By default, Flash applications that are run from the user's local filesystem (e.g. as a download) are run in a security sandbox which prevents them from accessing Flash Sockets and thus the ThinkGear Connector.

Developers deploying downloadable Flash applications should include instructions in a user manual showing users how to exclude folders or files from being run in the security sandbox.
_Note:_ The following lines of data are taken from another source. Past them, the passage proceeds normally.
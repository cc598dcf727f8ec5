pub mod config;
pub mod format;
pub mod funding;
pub mod model;

pub use funding::FundingSummary;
This has to be done via a Flash applet on Adobe's website, which can be found here.

Connecting to ThinkGear Connector using .NET

Prerequisites

HelloTGC Example

This example will show the following:

  1. Create a TCP socket connection to the ThinkGear Connector
  2. Configure the the TGC to output JSON and raw EEG
  3. Parse the JSON output

Create a new Visual C# console application

Add references to Jayrock.dll and Jayrock.Json.dll to the project and import the following namespaces:

using System.IO;
using System.Net;
using System.Net.Sockets;
using Jayrock.Json;
using Jayrock.Json.Conversion

Create the following objects

TcpClient client;
Stream stream;
byte[] buffer = new byte[2048];
int bytesRead;
// Building command to enable JSON output from ThinkGear Connector (TGC)
byte[] myWriteBuffer = Encoding.ASCII.GetBytes(@"{""enableRawOutput"": true, ""format"": ""Json""}");

Create a TcpClient and try to connect

try {
    client = new TcpClient("127.0.0.1", 13854);
    stream = client.GetStream();
 
    System.Threading.Thread.Sleep(5000);
    client.Close();                
} catch(SocketException se) {}

Send the configuration packet to TGC

            try {
                client = new TcpClient("127.0.0.1", 13854);
                stream = client.GetStream();
 
                // Sending configuration packet to TGC
                if(stream.CanWrite) {
                    stream.Write(myWriteBuffer, 0, myWriteBuffer.Length);
                }
 
                System.Threading.Thread.Sleep(5000);
                client.Close();                
            } catch(SocketException se) {}
 

Keep reading packets and parse the packets

            try {
                client = new TcpClient("127.0.0.1", 13854);
                stream = client.GetStream();
 
                // Sending configuration packet to TGC
                if(stream.CanWrite) {
                    stream.Write(myWriteBuffer, 0, myWriteBuffer.Length);
                }
 
                if(stream.CanRead) {
                    Console.WriteLine("reading bytes");
 
                    // This should really be in it's own thread
                    while(true) {
                        bytesRead = stream.Read(buffer, 0, 2048);
                        string[] packets = Encoding.UTF8.GetString(buffer, 0, bytesRead).Split('\r');
                        foreach(string s in packets) {
                            ParseJSON(s.Trim());
                        }
                    }
                }
 
                System.Threading.Thread.Sleep(5000);
 
                client.Close();
 
            } catch(SocketException se) {}
 

Miscellany

Policy Files

When SWF files open a socket connection, SWF will typically automatically request a crossdomain.xml file from the TGC by sending the following XML to the TGC:

<policy-file-request/>

In response, TGC will automatically write the following XML to the socket to complete the handshake:

<?xml version="1.0"?>
<!DOCTYPE cross-domain-policy SYSTEM "http://www.macromedia.com/xml/dtds/cross-domain-policy.dtd">
<cross-domain-policy>
  <allow-access-from domain="*" to-ports="*" />
</cross-domain-policy>

This all usually occurs automatically when the socket is opened in SWF, and requires nothing special on the SWF programmer's part. The SWF program can then communicate over the socket (read and write) as normal.

If no policy file is requested by the client, then no policy file will be sent by TGC; TGC will still function as normal in this case.

By default, the TGC allows any remotely-running SWF file to access it, though it will only listen on a specific address and port. For details on Flash's policy file implementation, refer to this link.